*** Begin section ***

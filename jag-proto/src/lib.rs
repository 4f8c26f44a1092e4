//! Wire protocol for jag workstation↔device communication.
//!
//! Covers the length-prefixed serial packet format, the sync handshake,
//! chunk acknowledgments, upload headers, identity announcements and the
//! escape-token multiplexer that separates device logs from protocol
//! traffic on a shared serial line.

pub mod ack;
pub mod chan;
mod error;
pub mod identity;
pub mod mux;
pub mod packet;
pub mod sync;
pub mod upload;

pub use chan::{ChanReader, ChanWriter, Offer};
pub use error::{Error, Result};
pub use identity::{Announcement, IDENTIFY_METHOD, IdentifyPayload};
pub use packet::Command;
pub use upload::{CodeKind, ContainerEntry, DefineValue, Defines, UploadHeader, UploadStatus};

*** End section ***

## PROBLEM TO SOLVE
Find the line with "pub mod chan;" in the listing. Reproduce it and all the lines after it, exactly, through the last line.

## ANSWER FOR THIS EXERCISE
pub mod chan;
mod error;
pub mod identity;
pub mod mux;
pub mod packet;
pub mod sync;
pub mod upload;

pub use chan::{ChanReader, ChanWriter, Offer};
pub use error::{Error, Result};
pub use identity::{Announcement, IDENTIFY_METHOD, IdentifyPayload};
pub use packet::Command;
pub use upload::{CodeKind, ContainerEntry, DefineValue, Defines, UploadHeader, UploadStatus};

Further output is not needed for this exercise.